[Dataset items]
Segment Open

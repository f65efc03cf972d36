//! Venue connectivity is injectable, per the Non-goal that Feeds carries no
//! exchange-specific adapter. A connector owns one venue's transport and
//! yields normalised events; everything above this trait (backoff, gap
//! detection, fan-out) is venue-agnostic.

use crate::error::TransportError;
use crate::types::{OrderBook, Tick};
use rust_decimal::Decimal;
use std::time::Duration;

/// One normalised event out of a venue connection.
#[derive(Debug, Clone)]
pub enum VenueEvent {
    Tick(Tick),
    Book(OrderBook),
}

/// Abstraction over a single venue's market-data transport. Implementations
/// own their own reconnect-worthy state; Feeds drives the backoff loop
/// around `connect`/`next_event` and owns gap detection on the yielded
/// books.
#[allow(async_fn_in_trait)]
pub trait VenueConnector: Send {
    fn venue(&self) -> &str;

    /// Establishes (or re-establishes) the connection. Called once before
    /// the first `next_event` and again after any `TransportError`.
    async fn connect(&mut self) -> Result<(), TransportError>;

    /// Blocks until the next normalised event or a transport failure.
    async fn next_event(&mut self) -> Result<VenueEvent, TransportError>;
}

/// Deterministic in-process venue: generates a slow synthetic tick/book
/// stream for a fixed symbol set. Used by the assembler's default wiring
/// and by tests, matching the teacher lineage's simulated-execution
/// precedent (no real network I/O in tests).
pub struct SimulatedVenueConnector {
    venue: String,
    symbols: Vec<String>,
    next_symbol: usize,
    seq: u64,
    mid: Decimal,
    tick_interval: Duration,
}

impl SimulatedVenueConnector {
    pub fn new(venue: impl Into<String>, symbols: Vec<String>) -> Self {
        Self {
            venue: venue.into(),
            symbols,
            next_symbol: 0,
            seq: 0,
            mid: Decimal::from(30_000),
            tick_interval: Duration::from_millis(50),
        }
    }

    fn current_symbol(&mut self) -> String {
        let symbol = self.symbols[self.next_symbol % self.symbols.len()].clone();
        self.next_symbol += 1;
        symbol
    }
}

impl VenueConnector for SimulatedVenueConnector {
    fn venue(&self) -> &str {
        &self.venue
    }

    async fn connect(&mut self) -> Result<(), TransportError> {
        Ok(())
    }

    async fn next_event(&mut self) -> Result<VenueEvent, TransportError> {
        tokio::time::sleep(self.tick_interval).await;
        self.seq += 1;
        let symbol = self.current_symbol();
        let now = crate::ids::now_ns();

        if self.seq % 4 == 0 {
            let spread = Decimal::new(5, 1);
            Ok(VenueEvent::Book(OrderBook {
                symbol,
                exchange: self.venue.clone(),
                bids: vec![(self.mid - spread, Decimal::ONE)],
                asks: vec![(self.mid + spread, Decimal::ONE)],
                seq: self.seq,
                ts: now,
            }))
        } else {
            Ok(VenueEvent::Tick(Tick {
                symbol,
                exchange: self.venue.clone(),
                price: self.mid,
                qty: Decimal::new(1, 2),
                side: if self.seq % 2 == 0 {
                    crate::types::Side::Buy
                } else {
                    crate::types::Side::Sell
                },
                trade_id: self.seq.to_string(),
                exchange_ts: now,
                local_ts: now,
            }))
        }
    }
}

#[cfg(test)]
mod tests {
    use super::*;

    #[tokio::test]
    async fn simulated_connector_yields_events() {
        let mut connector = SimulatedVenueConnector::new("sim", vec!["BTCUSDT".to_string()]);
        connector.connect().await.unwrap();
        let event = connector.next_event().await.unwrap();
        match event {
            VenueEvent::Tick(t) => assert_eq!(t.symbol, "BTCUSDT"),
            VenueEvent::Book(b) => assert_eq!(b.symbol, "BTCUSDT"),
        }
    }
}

Segment Closed
Segment Open

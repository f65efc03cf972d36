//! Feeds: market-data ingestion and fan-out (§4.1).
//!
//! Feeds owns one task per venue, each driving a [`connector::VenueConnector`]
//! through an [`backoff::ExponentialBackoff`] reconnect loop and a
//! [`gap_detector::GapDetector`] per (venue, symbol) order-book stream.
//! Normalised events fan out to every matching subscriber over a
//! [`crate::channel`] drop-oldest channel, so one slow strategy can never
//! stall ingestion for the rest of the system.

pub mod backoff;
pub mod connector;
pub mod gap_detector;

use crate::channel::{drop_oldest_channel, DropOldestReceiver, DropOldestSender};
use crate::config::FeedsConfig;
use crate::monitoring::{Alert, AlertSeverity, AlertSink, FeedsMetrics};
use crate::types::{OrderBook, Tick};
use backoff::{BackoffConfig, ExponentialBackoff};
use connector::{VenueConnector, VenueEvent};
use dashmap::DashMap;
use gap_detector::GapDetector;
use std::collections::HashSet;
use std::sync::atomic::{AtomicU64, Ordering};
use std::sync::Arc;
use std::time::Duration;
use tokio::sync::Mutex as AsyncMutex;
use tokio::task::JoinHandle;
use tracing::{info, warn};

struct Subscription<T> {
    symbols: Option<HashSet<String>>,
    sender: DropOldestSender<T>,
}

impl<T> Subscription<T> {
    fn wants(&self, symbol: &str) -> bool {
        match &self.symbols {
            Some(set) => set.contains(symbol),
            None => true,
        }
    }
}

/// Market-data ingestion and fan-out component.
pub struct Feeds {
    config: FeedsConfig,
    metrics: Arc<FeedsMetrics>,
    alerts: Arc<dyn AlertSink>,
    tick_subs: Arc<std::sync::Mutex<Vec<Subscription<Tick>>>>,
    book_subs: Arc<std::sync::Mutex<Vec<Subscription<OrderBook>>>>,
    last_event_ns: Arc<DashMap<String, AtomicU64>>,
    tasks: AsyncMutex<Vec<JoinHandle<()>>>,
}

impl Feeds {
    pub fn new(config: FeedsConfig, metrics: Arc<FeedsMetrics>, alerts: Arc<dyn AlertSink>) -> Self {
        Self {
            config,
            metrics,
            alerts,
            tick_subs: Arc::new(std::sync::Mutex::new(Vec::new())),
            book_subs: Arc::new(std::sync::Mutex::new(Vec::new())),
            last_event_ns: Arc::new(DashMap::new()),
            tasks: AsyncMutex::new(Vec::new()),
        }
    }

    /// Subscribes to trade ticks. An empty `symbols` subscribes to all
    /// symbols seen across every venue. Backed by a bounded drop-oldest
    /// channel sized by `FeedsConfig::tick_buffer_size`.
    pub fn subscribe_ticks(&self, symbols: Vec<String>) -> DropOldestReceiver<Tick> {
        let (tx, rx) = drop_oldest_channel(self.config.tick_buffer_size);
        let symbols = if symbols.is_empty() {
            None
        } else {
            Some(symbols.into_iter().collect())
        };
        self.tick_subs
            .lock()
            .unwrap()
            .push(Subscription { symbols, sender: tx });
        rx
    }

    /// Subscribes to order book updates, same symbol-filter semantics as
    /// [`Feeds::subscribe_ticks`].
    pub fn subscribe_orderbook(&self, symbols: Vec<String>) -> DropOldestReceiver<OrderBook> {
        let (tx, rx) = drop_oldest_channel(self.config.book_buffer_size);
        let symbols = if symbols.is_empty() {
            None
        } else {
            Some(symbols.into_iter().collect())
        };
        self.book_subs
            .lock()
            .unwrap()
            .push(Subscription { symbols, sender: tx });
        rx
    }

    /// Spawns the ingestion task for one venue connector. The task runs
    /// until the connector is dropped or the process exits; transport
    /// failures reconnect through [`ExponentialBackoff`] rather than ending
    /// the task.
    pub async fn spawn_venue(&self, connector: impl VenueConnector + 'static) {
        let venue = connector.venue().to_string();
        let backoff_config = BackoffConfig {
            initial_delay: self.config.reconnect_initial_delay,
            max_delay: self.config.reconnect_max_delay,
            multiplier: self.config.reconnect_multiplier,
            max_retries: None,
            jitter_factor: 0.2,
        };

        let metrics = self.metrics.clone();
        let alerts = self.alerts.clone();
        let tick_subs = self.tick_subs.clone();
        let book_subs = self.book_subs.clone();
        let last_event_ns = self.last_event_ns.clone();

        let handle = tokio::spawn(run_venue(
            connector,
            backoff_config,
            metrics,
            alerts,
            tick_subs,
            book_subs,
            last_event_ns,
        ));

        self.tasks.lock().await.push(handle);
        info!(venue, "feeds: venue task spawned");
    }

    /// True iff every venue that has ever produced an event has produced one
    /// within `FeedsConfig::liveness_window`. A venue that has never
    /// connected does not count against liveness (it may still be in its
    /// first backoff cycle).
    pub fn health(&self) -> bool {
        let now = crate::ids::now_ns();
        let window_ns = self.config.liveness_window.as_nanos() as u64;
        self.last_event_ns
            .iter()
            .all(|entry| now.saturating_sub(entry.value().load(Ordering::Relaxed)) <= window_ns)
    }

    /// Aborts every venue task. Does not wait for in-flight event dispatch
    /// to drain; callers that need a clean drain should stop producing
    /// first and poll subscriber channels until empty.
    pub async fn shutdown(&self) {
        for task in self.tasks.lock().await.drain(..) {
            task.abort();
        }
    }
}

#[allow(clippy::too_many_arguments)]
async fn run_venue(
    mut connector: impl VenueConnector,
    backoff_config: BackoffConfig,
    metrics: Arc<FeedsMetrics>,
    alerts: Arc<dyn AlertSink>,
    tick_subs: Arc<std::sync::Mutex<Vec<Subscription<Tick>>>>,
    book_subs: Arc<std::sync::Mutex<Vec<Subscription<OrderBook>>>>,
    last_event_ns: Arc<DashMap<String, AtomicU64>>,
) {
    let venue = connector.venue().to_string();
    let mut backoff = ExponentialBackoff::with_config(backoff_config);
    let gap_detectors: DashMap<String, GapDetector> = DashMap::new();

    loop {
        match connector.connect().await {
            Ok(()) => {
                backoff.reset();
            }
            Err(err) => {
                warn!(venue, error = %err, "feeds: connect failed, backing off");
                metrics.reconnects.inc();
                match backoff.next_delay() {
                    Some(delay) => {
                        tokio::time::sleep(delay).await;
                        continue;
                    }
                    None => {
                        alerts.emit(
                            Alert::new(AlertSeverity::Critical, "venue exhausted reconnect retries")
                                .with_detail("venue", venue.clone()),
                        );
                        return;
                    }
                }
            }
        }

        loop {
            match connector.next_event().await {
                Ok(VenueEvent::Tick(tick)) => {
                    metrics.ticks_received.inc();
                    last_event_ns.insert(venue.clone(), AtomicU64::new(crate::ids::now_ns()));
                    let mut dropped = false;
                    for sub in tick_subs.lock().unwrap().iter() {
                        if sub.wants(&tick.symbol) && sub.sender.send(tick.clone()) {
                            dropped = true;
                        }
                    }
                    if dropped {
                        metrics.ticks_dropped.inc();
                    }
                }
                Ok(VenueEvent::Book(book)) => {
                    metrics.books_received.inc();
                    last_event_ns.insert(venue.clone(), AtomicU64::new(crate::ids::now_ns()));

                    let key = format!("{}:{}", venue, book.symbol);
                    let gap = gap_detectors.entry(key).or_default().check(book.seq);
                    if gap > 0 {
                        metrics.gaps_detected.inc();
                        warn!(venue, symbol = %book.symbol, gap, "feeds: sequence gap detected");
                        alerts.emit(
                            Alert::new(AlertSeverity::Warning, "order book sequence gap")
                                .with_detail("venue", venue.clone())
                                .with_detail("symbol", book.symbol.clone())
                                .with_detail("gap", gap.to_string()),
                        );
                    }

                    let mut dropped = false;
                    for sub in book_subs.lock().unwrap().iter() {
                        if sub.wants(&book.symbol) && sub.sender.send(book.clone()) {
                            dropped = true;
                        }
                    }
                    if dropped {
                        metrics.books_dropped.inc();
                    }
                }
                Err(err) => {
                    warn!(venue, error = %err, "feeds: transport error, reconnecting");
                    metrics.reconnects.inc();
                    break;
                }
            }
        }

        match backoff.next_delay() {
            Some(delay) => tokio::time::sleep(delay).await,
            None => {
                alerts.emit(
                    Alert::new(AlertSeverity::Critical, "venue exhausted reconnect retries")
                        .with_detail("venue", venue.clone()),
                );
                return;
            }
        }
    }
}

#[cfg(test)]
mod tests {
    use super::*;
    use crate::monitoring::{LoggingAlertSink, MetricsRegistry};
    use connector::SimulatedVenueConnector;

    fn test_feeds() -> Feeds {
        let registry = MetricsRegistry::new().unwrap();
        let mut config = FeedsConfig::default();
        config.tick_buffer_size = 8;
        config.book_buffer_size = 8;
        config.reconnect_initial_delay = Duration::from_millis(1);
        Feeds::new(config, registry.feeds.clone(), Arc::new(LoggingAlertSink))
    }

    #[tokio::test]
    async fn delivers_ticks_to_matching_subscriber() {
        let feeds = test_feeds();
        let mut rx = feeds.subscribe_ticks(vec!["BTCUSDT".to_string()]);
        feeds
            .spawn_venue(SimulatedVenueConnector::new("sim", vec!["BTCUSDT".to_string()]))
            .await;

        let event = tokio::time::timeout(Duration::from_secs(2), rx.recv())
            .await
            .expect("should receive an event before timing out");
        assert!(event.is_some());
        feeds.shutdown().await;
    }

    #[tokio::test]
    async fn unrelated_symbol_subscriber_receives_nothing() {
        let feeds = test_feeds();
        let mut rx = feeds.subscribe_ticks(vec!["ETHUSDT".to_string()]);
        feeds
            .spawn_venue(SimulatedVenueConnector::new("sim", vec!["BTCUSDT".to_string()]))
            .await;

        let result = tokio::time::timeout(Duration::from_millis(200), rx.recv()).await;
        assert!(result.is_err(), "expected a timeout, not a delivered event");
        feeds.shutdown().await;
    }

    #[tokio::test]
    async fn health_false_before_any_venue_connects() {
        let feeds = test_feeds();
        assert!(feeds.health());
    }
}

Segment Closed

ACTIVITY:
Search the records for the string "FeedsMetrics" and, wherever a line contains it, please copy that line.

FINISHED TASK:
use crate::monitoring::{Alert, AlertSeverity, AlertSink, FeedsMetrics};
    metrics: Arc<FeedsMetrics>,
    pub fn new(config: FeedsConfig, metrics: Arc<FeedsMetrics>, alerts: Arc<dyn AlertSink>) -> Self {
    metrics: Arc<FeedsMetrics>,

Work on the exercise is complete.